-- - - -- - - - - - - -- - - - - - - - --Jornal do Commercio - Recife, 09 de setembro de 1998

DILEMA
Yeltsin anuncia hoje se mantém indicação

MOSCOU - O presidente da Rússia, Boris Yeltsin, se reuniu ontem com seus principais assessores em sua residência de campo, para discutir se vai ou não insistir na indicação de Viktor Chernomyrdin como primeiro-ministro, após ser rejeitado, pela segunda vez, pelo Parlamento, ou se oferece um candidato de consenso.

Yeltsin disse que Chernomyrdin é seu candidato único para liderar um novo governo capaz de enfrentar a pior crise econômica que afeta o país desde o colapso da União Soviética, em 1991. No entanto, a Duma Estatal, ou Câmara Baixa do Parlamento, rejeitou no domingo, de forma arrasadora, o nome de Chernomirdin pela segunda vez. Yeltsin analisa com seus assessores se insiste uma vez mais com Chernomirdin, na terceira e final rodada de votações.

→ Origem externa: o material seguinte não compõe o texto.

use std::path::PathBuf;

use thiserror::Error;

use crate::schema::RecordId;

#[derive(Debug, Error)]
pub enum MemoryError {
    /// A malformed state delta or configuration value.  State is unchanged.
    #[error("config error: {0}")]
    Config(String),

    #[error("no record with id {0}")]
    UnknownRecord(RecordId),

    #[error("record {0} is not a chat record")]
    NotChat(RecordId),

    #[error("chat record {0} is already answered")]
    AlreadyAnswered(RecordId),

    /// Writing the snapshot kept failing after the whole retry budget.
    #[error("persistence failed after {attempts} attempts: {source}")]
    Persistence {
        attempts: u32,
        #[source]
        source: Box<MemoryError>,
    },

    /// The durable snapshot failed validation and no valid backup exists.
    #[error("snapshot {} is corrupt: {reason}", path.display())]
    Corruption { path: PathBuf, reason: String },

    /// Another writer holds the store's exclusive lock.
    #[error("snapshot store is locked by another process ({})", .0.display())]
    Locked(PathBuf),

    #[error(transparent)]
    Io(#[from] std::io::Error),

    #[error(transparent)]
    Json(#[from] serde_json::Error),
}

pub type Result<T> = std::result::Result<T, MemoryError>;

"Hoje (ontem), começou a contagem regressiva para uma posição de compromisso com outro candidato", disse Konstantin Titov, membro da Câmara Alta do Parlamento à agência de notícias Itar-Tass. Os comunistas e seus aliados dizem que têm nove candidatos a oferecer, entre eles o popular prefeito de Moscou, Yuri Luzhkov. Já o partido Yabloko, de tendência liberal, disse anteontem que o novo primeiro-ministro poderia ser o atual chanceler Yevgeny Primakov.

Outros nomes foram sugeridos por facções da Duma. Entre eles, Yevgeny Primakov, ministro de Relações Exteriores. Primakov afirmou, no entanto, que não pretende se tornar primeiro-ministro. O líder ultranacionalista Vladimir Zhirinovsky, no entanto, acha que Yeltsin insistirá em Chernomyrdin, que foi primeiro-ministro por cinco anos, antes de ser destituído em março pelo próprio Yeltsin. Yeltsin encontrou-se com Chernomyrdin, mas não se sabe qual o assunto discutido na reunião.

MEDIDAS - Viktor Chernomyrdin anunciou ontem uma série de medidas econômicas para controlar os gastos governamentais e lutar contra os especuladores que estão se beneficiando com a atual crise financeira, informou a agência de notícias Interfax.

Durante uma sessão de emergência do gabinete, o primeiro-ministro designado anunciou os primeiros passos concretos para deter a crise financeira russa desde que retornou ao cargo através de uma decisão do presidente Boris Yeltsin.

Duas medidas para aumentar a entrada de capital nos cofres públicos irão permitir que a empresa exploradora de gás Gazprom e mais 14 companhias petrolíferas russas paguem seus impostos em divisas, assim como serão cobradas em divisas os direitos alfandegários. Isso daria um fim aos esforços iniciados em janeiro de 1994 para manter o rublo, a moeda do país, como única divisa com curso legal na Rússia.

A terceira medida ordena que as cinqüênta maiores companhias russas transfiram sua contabilidade de impostos para o Banco Central (tesouro federal), o banco de créditos estatal Sberbank e o de comércio exterior Vneshtorgbank como forma de exercer maior controle sobre o processo de cobrança de impostos. O governo indicou que a partir de amanhã irá iniciar uma campanha para impedir que os intermediários aumentem os preços depois da recente queda do rublo.